Les LGBT de Hongkong rêvent d’accueillir la XIe édition des Gay Games, en 2022. Aucune ville asiatique n’a encore osé se mettre en lice.

Pour le moment, c’est Taïwan qui est le fer de lance dans la lutte pour le droit des LGBT en Asie. Fin mai 2017, son Conseil constitutionnel a rendu un arrêt historique qui pourrait faire de l’île le premier pays d’Asie à légaliser le mariage pour tous. Reste au Parlement à légiférer en conséquence. En Chine populaire, où la communauté gay est évaluée à 70 millions de personnes, l’homosexualité est restée illégale jusqu’en 1997. Et ce n’est que depuis 2001 qu’elle n’est plus officiellement considérée comme un problème psychiatrique. Selon sondages et témoignages, cela reste dans nombre de cas un tabou, voire une tare difficile à assumer.

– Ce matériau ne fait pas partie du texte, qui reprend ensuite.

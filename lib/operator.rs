//! Dense matrix constructions for the Grover iteration operator.
//!
//! For *N* = 2<sup>*n*</sup> basis states and marked index *w*, the operator
//! is assembled from three reflections:
//!
//! - the oracle *F*, the identity with the (*w*, *w*) entry negated: a sign
//!   flip on the marked state;
//! - the order-*N* Hadamard matrix *H*, here unnormalized with entries ±1 so
//!   that *H*<sup>2</sup> = *N·I* and *H*[*i*, *j*] =
//!   (-1)<sup>popcount(*i* & *j*)</sup>;
//! - the diffusion *D* = -*I* with the (0, 0) entry set to +1, which *H*
//!   conjugates into the inversion about the mean.
//!
//! The combined Grover operator is *G* = (*H·D·H·F*) / *N*. Each factor is
//! orthogonal (after normalization), so *G* preserves the Euclidean norm of
//! any amplitude vector it is applied to, and rounding error does not amplify
//! across the product.
//!
//! Everything in this module is a pure function of the configuration: two
//! calls with equal arguments produce bit-identical matrices.

use nalgebra as na;
use once_cell::sync::Lazy;
use crate::config::GroverConfig;

/// The 2×2 Hadamard block, unnormalized (entries ±1).
pub static HADAMARD_2: Lazy<na::DMatrix<f64>> =
    Lazy::new(|| {
        let mut h = na::DMatrix::from_element(2, 2, 1.0);
        h[(1, 1)] = -1.0;
        h
    });

/// Build the oracle reflection *F*: identity except for a -1 at the marked
/// index.
pub fn oracle(cfg: &GroverConfig) -> na::DMatrix<f64> {
    let size = cfg.size();
    let w = cfg.winner();
    let mut F: na::DMatrix<f64> = na::DMatrix::identity(size, size);
    F[(w, w)] = -1.0;
    F
}

/// Build the order-2<sup>*n*</sup> Hadamard matrix as the `n`-fold Kronecker
/// power of [`HADAMARD_2`].
pub fn hadamard(n: usize) -> na::DMatrix<f64> {
    let mut H: na::DMatrix<f64> = na::DMatrix::from_element(1, 1, 1.0);
    for _ in 0..n {
        H = H.kronecker(Lazy::force(&HADAMARD_2));
    }
    H
}

/// Build the diffusion reflection *D*: -*I* except for a +1 at index zero.
pub fn diffusion(n: usize) -> na::DMatrix<f64> {
    let size = 1 << n;
    let mut D: na::DMatrix<f64> = -na::DMatrix::identity(size, size);
    D[(0, 0)] = 1.0;
    D
}

/// Build the Grover iteration operator *G* = (*H·D·H·F*) / *N*.
///
/// The result is orthogonal up to floating-point tolerance and is a pure,
/// deterministic function of the configuration.
pub fn grover(cfg: &GroverConfig) -> na::DMatrix<f64> {
    let F = oracle(cfg);
    let H = hadamard(cfg.n());
    let D = diffusion(cfg.n());
    (&H * &D * &H * &F) / cfg.size() as f64
}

La communauté LGBT de Hongkong vient pour sa part de lancer la Saison rose, cinq semaines d’activités pour éduquer et sensibiliser la société hongkongaise à la diversité des orientations sexuelles. Le festival a obtenu dix fois plus de soutien financier que l’an dernier. Les LGBT de Hongkong rêvent d’accueillir la XIe édition des Gay Games, en 2022. Aucune ville asiatique n’a encore osé se mettre en lice. Quant au député homosexuel Raymond Chan, du parti d’opposition People Power, réélu en 2016 avec plus de voix qu’en 2012, il espère voir passer une loi contre la discrimination à l’encontre des LGBT au cours de ce mandat (2016-2020). Toutes les précédentes tentatives ont échoué.